Description of the Pest
Plant parasitic nematodes are microscopic roundworms that feed on plant roots. They live in soil and plant tissues. Of the many genera of plant parasitic nematodes detected in soils from apple orchards, two species of root lesion nematode, four species of root knot and the dagger nematode are believed to be the most economically important ones in California. Both species of root lesion nematode, Pratylenchus vulnus and P. penetrans are widely distributed throughout the state. Meloidogyne hapla is found throughout the state in association with crops such as alfalfa. Meloidogyne incognita, M. javanica, and M. arenaria occur throughout the warmer apple growing regions, with M. incognita having the most common occurrence. Dagger nematodes occur throughout the state, but are believed to be more widespread in the northern part.

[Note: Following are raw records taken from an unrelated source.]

//! Continuations: the unit the dispatcher resumes.
//!
//! A [`Continuation`] owns the suspended body of exactly one job. At any
//! moment it lives in exactly one place: a dispatcher queue, the job record's
//! parked slot, or the stack of the executor currently polling it. It moves
//! between those places and is never shared.

use crate::error::Error;
use crate::record::PollAction;
use crate::runtime::shared::Shared;
use crate::runtime::stored_task::StoredTask;
use crate::runtime::waker::JobWaker;
use crate::tracing_compat::trace;
use crate::types::JobId;
use std::any::Any;
use std::panic::{catch_unwind, AssertUnwindSafe};
use std::sync::Arc;
use std::task::{Context, Poll};

/// One resumable point of one job's body.
pub struct Continuation {
    job: JobId,
    task: StoredTask,
    shared: Arc<Shared>,
}

impl Continuation {
    pub(crate) fn new(job: JobId, task: StoredTask, shared: Arc<Shared>) -> Self {
        Self { job, task, shared }
    }

    /// The job this continuation belongs to.
    #[must_use]
    pub fn job(&self) -> JobId {
        self.job
    }

    /// Runs the body up to its next suspension point (or to its end).
    ///
    /// A body cancelled before its first resumption is dropped without being
    /// polled, unless it was started atomically.
    pub fn resume(self) {
        let Self {
            job,
            mut task,
            shared,
        } = self;

        match shared.with_state(|state, _| state.begin_poll(job)) {
            PollAction::Poll => {}
            PollAction::Skip => {
                trace!(job = %job, "cancelled before first resumption, body skipped");
                drop(task);
                shared.with_state(|state, fx| state.skip_body(job, fx));
                return;
            }
            PollAction::Done => {
                drop(task);
                return;
            }
        }

        let waker = JobWaker::waker(&shared, job);
        let mut cx = Context::from_waker(&waker);
        let polled = if shared.config.catch_panics {
            catch_unwind(AssertUnwindSafe(|| task.poll(&mut cx)))
                .unwrap_or_else(|payload| Poll::Ready(Err(Error::panicked(panic_message(&*payload)))))
        } else {
            task.poll(&mut cx)
        };

        match polled {
            Poll::Ready(result) => {
                drop(task);
                shared.with_state(|state, fx| state.finish_body(job, result, fx));
            }
            Poll::Pending => {
                let continuation = Self::new(job, task, Arc::clone(&shared));
                shared.with_state(|state, fx| state.suspend(job, continuation, fx));
            }
        }
    }
}

impl std::fmt::Debug for Continuation {
    fn fmt(&self, f: &mut std::fmt::Formatter<'_>) -> std::fmt::Result {
        f.debug_struct("Continuation")
            .field("job", &self.job)
            .field("task", &self.task)
            .finish_non_exhaustive()
    }
}

fn panic_message(payload: &(dyn Any + Send)) -> String {
    if let Some(s) = payload.downcast_ref::<&str>() {
        (*s).to_string()
    } else if let Some(s) = payload.downcast_ref::<String>() {
        s.clone()
    } else {
        "job body panicked".to_string()
    }
}
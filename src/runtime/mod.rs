//! Runtime state and scheduling.
//!
//! This module contains the core runtime machinery:
//!
//! - [`config`]: Runtime configuration types
//! - [`env_config`]: `COJOB_*` environment overrides
//! - [`builder`]: Runtime builder and the `block_on` entry point
//! - [`state`]: The job table and every transition of the job tree
//! - [`dispatcher`]: The boundary deciding when continuations resume
//! - [`continuation`]: One resumable point of one job body
//! - [`stored_task`]: Type-erased body storage
//! - [`waker`]: Wakers that route back to the job record
//! - [`job_handle`]: `JobHandle` and `Deferred<T>`
//! - [`sink`]: Unhandled-failure reporting
//! - [`snapshot`]: Introspection of the live coroutine tree
//!
//! # Quick Start
//!
//! ```ignore
//! use cojob::runtime::Runtime;
//!
//! let runtime = Runtime::builder().max_steps(1_000_000).build()?;
//! runtime.block_on(|cx| async move {
//!     let child = cx.launch(|cx| async move { cx.yield_now().await });
//!     cx.join(&child).await
//! })?;
//! ```
//!
//! ## Config From the Environment
//!
//! ```ignore
//! let runtime = Runtime::builder().with_env_overrides()?.build()?;
//! ```
//!
//! # Error Handling
//!
//! Building fails with [`BuildError`] for unparseable environment values and
//! invalid programmatic settings. Everything else surfaces as
//! [`Error`](crate::Error) from `block_on` or from suspension operations.

pub mod builder;
pub mod config;
pub mod continuation;
pub mod dispatcher;
pub mod env_config;
pub mod job_handle;
pub(crate) mod shared;
pub mod sink;
pub mod snapshot;
pub mod state;
pub mod stored_task;
pub(crate) mod waker;

pub use builder::{Runtime, RuntimeBuilder};
pub use config::{BuildError, RuntimeConfig};
pub use continuation::Continuation;
pub use dispatcher::{Dispatcher, FifoDispatcher};
pub use job_handle::{Deferred, JobHandle};
pub use sink::{CapturingSink, LogSink, UnhandledReport, UnhandledSink};
pub use snapshot::{CoroutineSnapshot, TreeSnapshot};
pub use state::RuntimeState;
pub use stored_task::StoredTask;
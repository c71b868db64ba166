//! Runtime builder and the runtime entry point.

use core::panic::Location;
use std::fmt;
use std::future::Future;
use std::sync::Arc;

use parking_lot::Mutex;

use crate::cx::Cx;
use crate::error::{Error, ErrorKind};
use crate::record::JobKind;
use crate::runtime::config::{BuildError, RuntimeConfig};
use crate::runtime::dispatcher::{Dispatcher, FifoDispatcher};
use crate::runtime::env_config::apply_env_overrides;
use crate::runtime::shared::{NewJob, Shared};
use crate::runtime::sink::{LogSink, UnhandledSink};
use crate::runtime::snapshot::TreeSnapshot;
use crate::runtime::stored_task::StoredTask;
use crate::tracing_compat::{debug, warn};
use crate::types::StartMode;

/// Builder for constructing a runtime with custom configuration.
///
/// Settings resolve as programmatic values, then environment variables (only
/// after [`with_env_overrides`](Self::with_env_overrides)), then defaults.
#[derive(Clone, Default)]
pub struct RuntimeBuilder {
    env: Option<RuntimeConfig>,
    max_steps: Option<u64>,
    name_prefix: Option<String>,
    catch_panics: Option<bool>,
    dispatcher: Option<Arc<dyn Dispatcher>>,
    sink: Option<Arc<dyn UnhandledSink>>,
}

impl RuntimeBuilder {
    /// Create a new builder with default configuration.
    #[must_use]
    pub fn new() -> Self {
        Self::default()
    }

    /// Limit the continuations resumed by one `block_on` call (0 = unlimited).
    #[must_use]
    pub fn max_steps(mut self, steps: u64) -> Self {
        self.max_steps = Some(steps);
        self
    }

    /// Set the coroutine debug-name prefix.
    #[must_use]
    pub fn name_prefix(mut self, prefix: impl Into<String>) -> Self {
        self.name_prefix = Some(prefix.into());
        self
    }

    /// Enable or disable converting body panics into failures.
    #[must_use]
    pub fn catch_panics(mut self, enable: bool) -> Self {
        self.catch_panics = Some(enable);
        self
    }

    /// Replace the default FIFO dispatcher.
    #[must_use]
    pub fn dispatcher(mut self, dispatcher: impl Dispatcher + 'static) -> Self {
        self.dispatcher = Some(Arc::new(dispatcher));
        self
    }

    /// Replace the default logging sink for unhandled failures.
    #[must_use]
    pub fn sink(mut self, sink: impl UnhandledSink + 'static) -> Self {
        self.sink = Some(Arc::new(sink));
        self
    }

    /// Read `COJOB_*` environment variables.
    ///
    /// Programmatic settings still win over the environment, whichever order
    /// they were applied in.
    ///
    /// # Errors
    ///
    /// Returns [`BuildError::InvalidEnv`] if a variable is set to a value that
    /// does not parse.
    pub fn with_env_overrides(mut self) -> Result<Self, BuildError> {
        let mut config = RuntimeConfig::default();
        apply_env_overrides(&mut config)?;
        self.env = Some(config);
        Ok(self)
    }

    /// Build a runtime from this configuration.
    ///
    /// # Errors
    ///
    /// Returns [`BuildError::InvalidValue`] if the name prefix contains `#`.
    pub fn build(self) -> Result<Runtime, BuildError> {
        let mut config = self.env.unwrap_or_default();
        if let Some(steps) = self.max_steps {
            config.max_steps = Some(steps);
        }
        if let Some(prefix) = self.name_prefix {
            config.name_prefix = prefix;
        }
        if let Some(enable) = self.catch_panics {
            config.catch_panics = enable;
        }
        if config.name_prefix.contains('#') {
            return Err(BuildError::InvalidValue {
                field: "name_prefix",
                reason: format!("{:?} must not contain '#'", config.name_prefix),
            });
        }
        config.normalize();
        let dispatcher = self
            .dispatcher
            .unwrap_or_else(|| Arc::new(FifoDispatcher::new()));
        let sink = self.sink.unwrap_or_else(|| Arc::new(LogSink));
        debug!(
            max_steps = ?config.max_steps,
            name_prefix = %config.name_prefix,
            catch_panics = config.catch_panics,
            "runtime built"
        );
        Ok(Runtime {
            shared: Arc::new(Shared::new(config, dispatcher, sink)),
        })
    }
}

impl fmt::Debug for RuntimeBuilder {
    fn fmt(&self, f: &mut fmt::Formatter<'_>) -> fmt::Result {
        f.debug_struct("RuntimeBuilder")
            .field("env", &self.env)
            .field("max_steps", &self.max_steps)
            .field("name_prefix", &self.name_prefix)
            .field("catch_panics", &self.catch_panics)
            .field("custom_dispatcher", &self.dispatcher.is_some())
            .field("custom_sink", &self.sink.is_some())
            .finish()
    }
}

/// A coroutine runtime.
///
/// Owns the job tree, the dispatcher, and the unhandled-failure sink. Jobs are
/// resumed only while [`block_on`](Self::block_on) or
/// [`run_until_idle`](Self::run_until_idle) drives the dispatcher.
pub struct Runtime {
    shared: Arc<Shared>,
}

impl Runtime {
    /// Runtime with the default configuration, FIFO dispatcher, and logging
    /// sink. Does not read the environment.
    #[must_use]
    pub fn new() -> Self {
        Self::with_config(RuntimeConfig::default())
    }

    /// Start building a runtime.
    #[must_use]
    pub fn builder() -> RuntimeBuilder {
        RuntimeBuilder::new()
    }

    /// Construct a runtime from the given configuration.
    #[must_use]
    pub fn with_config(mut config: RuntimeConfig) -> Self {
        config.normalize();
        Self {
            shared: Arc::new(Shared::new(
                config,
                Arc::new(FifoDispatcher::new()),
                Arc::new(LogSink),
            )),
        }
    }

    /// Returns the runtime configuration.
    #[must_use]
    pub fn config(&self) -> &RuntimeConfig {
        &self.shared.config
    }

    /// Runs `body` as the root coroutine and drives the dispatcher until the
    /// root job completes.
    ///
    /// The root is a job like any other: it waits for its children, and a
    /// failing child cancels it. It never reports to the sink; its outcome is
    /// returned instead.
    ///
    /// # Errors
    ///
    /// - the root body's own failure, unchanged
    /// - `Cancelled` naming the root job if it was cancelled
    /// - `Stalled` if nothing is ready to run while the root is incomplete
    /// - `StepLimitExceeded` if the configured step limit is reached
    ///
    /// # Example
    ///
    /// ```ignore
    /// let rt = Runtime::new();
    /// let total = rt.block_on(|cx| async move {
    ///     let a = cx.deferred(|_| async { Ok(1) });
    ///     let b = cx.deferred(|_| async { Ok(2) });
    ///     Ok(a.await_result(&cx).await? + b.await_result(&cx).await?)
    /// })?;
    /// assert_eq!(total, 3);
    /// ```
    #[track_caller]
    pub fn block_on<F, Fut, T>(&self, body: F) -> Result<T, Error>
    where
        F: FnOnce(Cx) -> Fut,
        Fut: Future<Output = Result<T, Error>> + Send + 'static,
        T: Send + 'static,
    {
        let slot: Arc<Mutex<Option<T>>> = Arc::new(Mutex::new(None));
        let out = Arc::clone(&slot);
        let new_job = NewJob {
            kind: JobKind::Root,
            start: StartMode::Default,
            parent: None,
            name: None,
            location: Location::caller(),
        };
        let root = self.shared.spawn(new_job, move |cx| {
            let id = cx.id();
            let fut = body(cx);
            StoredTask::new_with_id(
                async move {
                    let value = fut.await?;
                    *out.lock() = Some(value);
                    Ok(())
                },
                id,
            )
        });
        debug!(root = %root.id(), "block_on started");

        let mut steps: u64 = 0;
        while !root.is_completed() {
            if let Some(max) = self.shared.config.max_steps {
                if steps >= max {
                    warn!(root = %root.id(), steps, "step limit exceeded");
                    return Err(Error::new(ErrorKind::StepLimitExceeded)
                        .with_message(format!("{} did not complete within {max} steps", root.name())));
                }
            }
            let Some(continuation) = self.shared.dispatcher.next() else {
                warn!(root = %root.id(), steps, "dispatcher ran dry");
                return Err(Error::new(ErrorKind::Stalled)
                    .with_message(format!("nothing is ready to run but {} is incomplete", root.name())));
            };
            steps += 1;
            continuation.resume();
        }

        debug!(root = %root.id(), steps, "block_on finished");
        let outcome = self.shared.state.lock().outcome(root.id());
        outcome?;
        let value = slot.lock().take();
        value.ok_or_else(|| Error::internal("root completed without a value"))
    }

    /// Resumes continuations until the dispatcher is empty; returns how many
    /// were resumed. Ignores the step limit.
    pub fn run_until_idle(&self) -> u64 {
        let mut steps = 0;
        while let Some(continuation) = self.shared.dispatcher.next() {
            continuation.resume();
            steps += 1;
        }
        steps
    }

    /// Snapshot of every live coroutine.
    #[must_use]
    pub fn snapshot(&self) -> TreeSnapshot {
        let state = self.shared.state.lock();
        TreeSnapshot::collect_all(&state)
    }

    /// Number of job records still held by the runtime.
    #[must_use]
    pub fn live_jobs(&self) -> usize {
        self.shared.state.lock().live_jobs()
    }
}

impl Default for Runtime {
    fn default() -> Self {
        Self::new()
    }
}

impl fmt::Debug for Runtime {
    fn fmt(&self, f: &mut fmt::Formatter<'_>) -> fmt::Result {
        f.debug_struct("Runtime")
            .field("config", &self.shared.config)
            .field("queued", &self.shared.dispatcher.len())
            .finish_non_exhaustive()
    }
}

impl Drop for Runtime {
    fn drop(&mut self) {
        // Bodies may hold handles that lock the state when dropped.
        loop {
            let mut dropped = 0usize;
            while let Some(continuation) = self.shared.dispatcher.next() {
                drop(continuation);
                dropped += 1;
            }
            let parked = self.shared.state.lock().drain_parked();
            dropped += parked.len();
            drop(parked);
            if dropped == 0 {
                break;
            }
        }
    }
}

#[cfg(test)]
mod tests {
    use super::*;
    use crate::runtime::sink::CapturingSink;
    use crate::test_utils::{env_lock, init_test_logging};

    #[test]
    fn block_on_returns_root_value() {
        init_test_logging();
        let rt = Runtime::new();
        let value = rt.block_on(|cx| async move {
            cx.yield_now().await?;
            Ok(cx.name())
        });
        assert_eq!(value.expect("root"), "coroutine#1");
    }

    #[test]
    fn root_failure_is_returned_not_reported() {
        init_test_logging();
        let sink = CapturingSink::new();
        let rt = Runtime::builder().sink(sink.clone()).build().expect("build");
        let err = rt
            .block_on(|_| async move { Err::<(), _>(Error::new(ErrorKind::User).with_message("root")) })
            .expect_err("root fails");
        assert_eq!(err.kind(), ErrorKind::User);
        assert!(sink.is_empty());
    }

    #[test]
    fn stalled_root_is_an_error() {
        init_test_logging();
        let rt = Runtime::new();
        let err = rt
            .block_on(|cx| async move {
                let group = cx.standalone_job();
                cx.join(&group).await
            })
            .expect_err("nothing completes the standalone job");
        assert_eq!(err.kind(), ErrorKind::Stalled);
    }

    #[test]
    fn step_limit_stops_a_spinning_root() {
        init_test_logging();
        let rt = Runtime::builder().max_steps(10).build().expect("build");
        let err = rt
            .block_on(|cx| async move {
                loop {
                    cx.yield_now().await?;
                }
            })
            .map(|()| ())
            .expect_err("never completes");
        assert_eq!(err.kind(), ErrorKind::StepLimitExceeded);
    }

    #[test]
    fn prefix_with_hash_is_rejected() {
        let err = Runtime::builder().name_prefix("a#b").build().expect_err("invalid");
        assert!(matches!(err, BuildError::InvalidValue { field: "name_prefix", .. }));
    }

    #[test]
    fn programmatic_settings_beat_env() {
        let _guard = env_lock();
        std::env::set_var(crate::runtime::env_config::ENV_NAME_PREFIX, "fromenv");
        std::env::set_var(crate::runtime::env_config::ENV_MAX_STEPS, "7");
        let rt = Runtime::builder()
            .name_prefix("explicit")
            .with_env_overrides()
            .expect("env")
            .build()
            .expect("build");
        std::env::remove_var(crate::runtime::env_config::ENV_NAME_PREFIX);
        std::env::remove_var(crate::runtime::env_config::ENV_MAX_STEPS);
        assert_eq!(rt.config().name_prefix, "explicit");
        assert_eq!(rt.config().max_steps, Some(7));
    }

    #[test]
    fn detached_jobs_run_after_block_on() {
        init_test_logging();
        let rt = Runtime::new();
        let job = rt
            .block_on(|cx| async move {
                Ok(cx
                    .job_builder()
                    .detached()
                    .launch(|cx| async move { cx.yield_now().await }))
            })
            .expect("root");
        assert!(!job.is_completed());
        assert!(rt.run_until_idle() > 0);
        assert!(job.is_completed());
    }
}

Root lesion nematodes penetrate into roots and cause damage by feeding and migrating through the cortical tissues. Interaction of root lesion nematodes with other soilborne organisms can increase injury to roots. They are occasionally associated with the apple replant disease, which is characterized by poor growth of young trees after transplanting. Feeding by root-knot nematodes can impair root functions such as uptake of nutrients and water. Dagger nematodes feed from outside the roots, but can reach the vascular tissues with their long stylet. They are capable of suppressing growth of young trees, but the major problem caused by them is transmission of tomato ringspot virus, which causes apple union necrosis and decline, especially on the variety/rootstock combination Red Delicious and M106 rootstock.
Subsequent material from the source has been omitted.